Las ánimas franquean la barrera del mundo haciéndome
guiños de ojos, rozando sus mejillas con la mía, lanzando sobre mí suspiros de
añoranza. Tras el espejo de agua sólo soy un sonámbulo del mundo mirándose a
través de ojos antiguos, pero comprendo que me llaman. Ella no me olvida. La muerte aún me recuerda.
Llevo una nostalgia acuchillada en el alma
desde aquel verano en el que me atreví a soñarla con los ojos abiertos. Duele.
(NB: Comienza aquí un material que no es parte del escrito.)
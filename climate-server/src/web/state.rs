//! Application state for the web layer.

use crate::store::ClimateStore;

/// Shared application state.
///
/// Holds no per-request data; handlers take their own store session.
#[derive(Clone)]
pub struct AppState {
    /// Read-only climate dataset (the pool inside is reference-counted)
    pub store: ClimateStore,
}

impl AppState {
    /// Create a new app state.
    pub fn new(store: ClimateStore) -> Self {
        Self { store }
    }
}
//! Row types read from the dataset.
//!
//! Each type matches the columns of one query, declared statically rather
//! than discovered from the database at startup.

use sqlx::FromRow;

/// Precipitation recorded on one day at one station.
#[derive(Debug, Clone, PartialEq, FromRow)]
pub struct PrecipitationRecord {
    /// Observation date (YYYY-MM-DD)
    pub date: String,

    /// Precipitation amount, missing for some readings
    pub prcp: Option<f64>,
}

/// Temperature observed on one day at one station.
#[derive(Debug, Clone, PartialEq, FromRow)]
pub struct TemperatureRecord {
    /// Observation date (YYYY-MM-DD)
    pub date: String,

    /// Temperature observation
    pub tobs: f64,
}

/// Minimum, average and maximum temperature over a date filter.
///
/// All three are `None` when no rows match.
#[derive(Debug, Clone, PartialEq, FromRow)]
pub struct TemperatureSummary {
    pub min: Option<f64>,
    pub avg: Option<f64>,
    pub max: Option<f64>,
}

/// Row counts for both tables.
#[derive(Debug, Clone, Copy, PartialEq, Eq, FromRow)]
pub struct DatasetSummary {
    pub stations: i64,
    pub measurements: i64,
}
//! Domain types for the climate API.
//!
//! Dates are the only values this service interprets; everything else is
//! passed through from the dataset as-is.

mod date;

pub use date::{InvalidDate, ObservationDate, RECENT_WINDOW_DAYS};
Gotea escarcha melancólica cada noche de verano. Afiladas estalactitas de
huesos se afanan en seccionar los brotes de esperanza.
Si me adentrara en tu ancestral abrazo
oceánico, padre, todo esto acabaría…Pero no me dejan. No me dejo.
Nado noches de verano buscándola, lleno de
invierno, rememorando aquella primera noche de sueños despiertos. Sólo soy un
don nadie que grita sus espasmos atragantados, un vagabundo en el mercado de la
vida, un buscador de inútil intangibilidad. Sólo tengo un viento gélido
mordisqueándome el corazón en llamas. Todos oyen, nadie escucha. Escuece el
vacío. Nadie puede salvar a nadie.
Arde aquella hoguera de ojos
conmiserativos, miradas translúcidas de prejuicios me queman las heridas. Duele.
¿Por qué no lo entienden?
Mi vida lleva una sombra cosida a su
garganta. Y su asfixia me da vértigo.
Tengo miedo de atisbar la inmensidad desde el
talud de mis delirios.
Nado noches de verano desde aquella noche en
que rocé sus labios, ese abismo de pétalos rojo carmesí. No me dejaron más. Se
escabulló la última libertad.
Ella me llama a escondidas,
insistentemente, con el silbido del oleaje marino. Me acerco a la orilla, atado
de ojos y oídos a él. Los rayos del sol, estrellados en el firmamento de su
vientre de agua, me susurran a gritos que responda a su llamada. “¿Por qué tardas
tanto, hijo mío?”
“Padre, yo la oigo, la recuerdo, pero no me
dejan encontrarme con ella. Los espíritus de la vida me mantienen sujeto, me
tironean”.
Sueño con su silueta surcando la niebla de
esta noche de verano.
Me desterraron de su mirada, me extrajeron
el mar. Duele. Ahora nadie me deja acercarme a él. Porque el mar es la cueva
que lleva al origen. El mar es un precipicio al que no dejan acercarse a los
locos.
¿Acaso temen ver los sueños destrozados,
hechos añicos, desparramados sus lazos? ¿Y cómo habrían de romperse, si se sabe
que los sueños se esparcen en virutas hacia el cielo desprendiendo sobre
nosotros su quijotesca lluvia? La tierra árida de nuestros ancestros sacia así
su sed de sueños. Y, sin embargo, no me dejan. No me dejo.
Mordazas, naufragios en el alma… cada noche
de verano… Ruge el mar buscándome, ella me llama. Y yo atado a la nada. Duele.
Amanece. Hoy todos los que me vigilan
duermen.
Cada paso, cada huella me llevan a él. Me
abrazan sus olas de espuma plateadas por la luna. Me sumerjo, me rindo a los
cantos de las ondinas. Voy en su busca, hacia ella, que me llama con mi verdadero
nombre. Revivo. Me susurra a voces bellos recuerdos con la blanca bruma de su gorjeo.
Antes de cruzar al otro lado del mundo veo el universo entero, reflejado en su
mirada acuática.
El fondo del mar es una ventana desde la
que escribo, enraizado en la arena. Sin puñal de silencio, sin veneno de voces.
He sobrevivido a la vida.
Aquí estoy, padre, mecido por tus mareas, durmiendo
el sueño de la muerte en esta ensenada de algas.